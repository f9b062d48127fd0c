//! Endpoint subsystem.
//!
//! # Data Flow
//! ```text
//! Route declaration (EndpointSpec)
//!     → resolver.rs (symbolic name → handler, via registry.rs + inflect.rs)
//!     → Static: handler + {controller, action} params
//!       Dynamic: dynamic.rs defers the same lookup to request time
//!     → chain.rs (wrap in the scope's middleware, outermost first)
//!     → composed Handler stored on the Route
//! ```
//!
//! # Design Decisions
//! - Symbolic lookup goes through the `Registry` trait, never reflection
//! - Name formatting (naming pattern, namespaces) is pure string logic
//! - Static specs fail at build time; dynamic ones fail per request as a 500
//! - Middleware chains are built once per route, never per request

pub mod action;
pub mod chain;
pub mod controller;
pub mod dynamic;
pub mod inflect;
pub mod redirect;
pub mod registry;
pub mod resolver;

use std::fmt;
use std::sync::Arc;

use crate::routing::context::RequestContext;
use crate::routing::response::Outcome;

pub use action::{ActionContext, ActionEndpoint};
pub use chain::Middleware;
pub use controller::Controller;
pub use dynamic::DynamicEndpoint;
pub use redirect::{RedirectContext, RedirectEndpoint, RedirectTarget};
pub use registry::{EndpointRegistry, Registry};
pub use resolver::{Action, EndpointSpec, Resolved, Resolver, ResolverConfig, Subject};

/// Something that answers a request.
pub trait Endpoint: Send + Sync {
    fn call(&self, ctx: &mut RequestContext) -> Outcome;
}

impl<F> Endpoint for F
where
    F: Fn(&mut RequestContext) -> Outcome + Send + Sync,
{
    fn call(&self, ctx: &mut RequestContext) -> Outcome {
        self(ctx)
    }
}

/// A shared, type-erased endpoint.
pub type Handler = Arc<dyn Endpoint>;

/// Wrap a closure returning anything convertible to [`Outcome`].
pub fn from_fn<F, R>(f: F) -> Handler
where
    F: Fn(&mut RequestContext) -> R + Send + Sync + 'static,
    R: Into<Outcome>,
{
    Arc::new(move |ctx: &mut RequestContext| f(ctx).into())
}

/// A named entry in a [`Registry`].
///
/// Entries without a handler are namespaces: they qualify other names but
/// cannot answer requests themselves.
#[derive(Clone)]
pub struct EndpointRef {
    name: String,
    handler: Option<Handler>,
}

impl EndpointRef {
    pub fn new(name: impl Into<String>, handler: Handler) -> Self {
        Self {
            name: name.into(),
            handler: Some(handler),
        }
    }

    pub fn namespace(name: impl Into<String>) -> Self {
        Self {
            name: name.into(),
            handler: None,
        }
    }

    /// Fully qualified name, e.g. `Dragons::Types::Create`.
    pub fn name(&self) -> &str {
        &self.name
    }

    pub fn handler(&self) -> Option<&Handler> {
        self.handler.as_ref()
    }

    pub fn is_callable(&self) -> bool {
        self.handler.is_some()
    }
}

impl PartialEq for EndpointRef {
    fn eq(&self, other: &Self) -> bool {
        self.name == other.name
            && match (&self.handler, &other.handler) {
                (Some(a), Some(b)) => Arc::ptr_eq(a, b),
                (None, None) => true,
                _ => false,
            }
    }
}

impl fmt::Debug for EndpointRef {
    fn fmt(&self, f: &mut fmt::Formatter<'_>) -> fmt::Result {
        f.debug_struct("EndpointRef")
            .field("name", &self.name)
            .field("callable", &self.is_callable())
            .finish()
    }
}

impl fmt::Display for EndpointRef {
    fn fmt(&self, f: &mut fmt::Formatter<'_>) -> fmt::Result {
        f.write_str(&self.name)
    }
}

▬▬▬▬▬▬▬▬▬▬

## Exercise brief
Line by line, reproduce the data exactly.

## Your response
repository f9b062d48127fd0c
//! Endpoint subsystem.
//!
//! # Data Flow
//! ```text
//! Route declaration (EndpointSpec)
//!     → resolver.rs (symbolic name → handler, via registry.rs + inflect.rs)
//!     → Static: handler + {controller, action} params
//!       Dynamic: dynamic.rs defers the same lookup to request time
//!     → chain.rs (wrap in the scope's middleware, outermost first)
//!     → composed Handler stored on the Route
//! ```
//!
//! # Design Decisions
//! - Symbolic lookup goes through the `Registry` trait, never reflection
//! - Name formatting (naming pattern, namespaces) is pure string logic
//! - Static specs fail at build time; dynamic ones fail per request as a 500
//! - Middleware chains are built once per route, never per request

pub mod action;
pub mod chain;
pub mod controller;
pub mod dynamic;
pub mod inflect;
pub mod redirect;
pub mod registry;
pub mod resolver;

use std::fmt;
use std::sync::Arc;

use crate::routing::context::RequestContext;
use crate::routing::response::Outcome;

pub use action::{ActionContext, ActionEndpoint};
pub use chain::Middleware;
pub use controller::Controller;
pub use dynamic::DynamicEndpoint;
pub use redirect::{RedirectContext, RedirectEndpoint, RedirectTarget};
pub use registry::{EndpointRegistry, Registry};
pub use resolver::{Action, EndpointSpec, Resolved, Resolver, ResolverConfig, Subject};

/// Something that answers a request.
pub trait Endpoint: Send + Sync {
    fn call(&self, ctx: &mut RequestContext) -> Outcome;
}

impl<F> Endpoint for F
where
    F: Fn(&mut RequestContext) -> Outcome + Send + Sync,
{
    fn call(&self, ctx: &mut RequestContext) -> Outcome {
        self(ctx)
    }
}

/// A shared, type-erased endpoint.
pub type Handler = Arc<dyn Endpoint>;

/// Wrap a closure returning anything convertible to [`Outcome`].
pub fn from_fn<F, R>(f: F) -> Handler
where
    F: Fn(&mut RequestContext) -> R + Send + Sync + 'static,
    R: Into<Outcome>,
{
    Arc::new(move |ctx: &mut RequestContext| f(ctx).into())
}

/// A named entry in a [`Registry`].
///
/// Entries without a handler are namespaces: they qualify other names but
/// cannot answer requests themselves.
#[derive(Clone)]
pub struct EndpointRef {
    name: String,
    handler: Option<Handler>,
}

impl EndpointRef {
    pub fn new(name: impl Into<String>, handler: Handler) -> Self {
        Self {
            name: name.into(),
            handler: Some(handler),
        }
    }

    pub fn namespace(name: impl Into<String>) -> Self {
        Self {
            name: name.into(),
            handler: None,
        }
    }

    /// Fully qualified name, e.g. `Dragons::Types::Create`.
    pub fn name(&self) -> &str {
        &self.name
    }

    pub fn handler(&self) -> Option<&Handler> {
        self.handler.as_ref()
    }

    pub fn is_callable(&self) -> bool {
        self.handler.is_some()
    }
}

impl PartialEq for EndpointRef {
    fn eq(&self, other: &Self) -> bool {
        self.name == other.name
            && match (&self.handler, &other.handler) {
                (Some(a), Some(b)) => Arc::ptr_eq(a, b),
                (None, None) => true,
                _ => false,
            }
    }
}

impl fmt::Debug for EndpointRef {
    fn fmt(&self, f: &mut fmt::Formatter<'_>) -> fmt::Result {
        f.debug_struct("EndpointRef")
            .field("name", &self.name)
            .field("callable", &self.is_callable())
            .finish()
    }
}

impl fmt::Display for EndpointRef {
    fn fmt(&self, f: &mut fmt::Formatter<'_>) -> fmt::Result {
        f.write_str(&self.name)
    }
}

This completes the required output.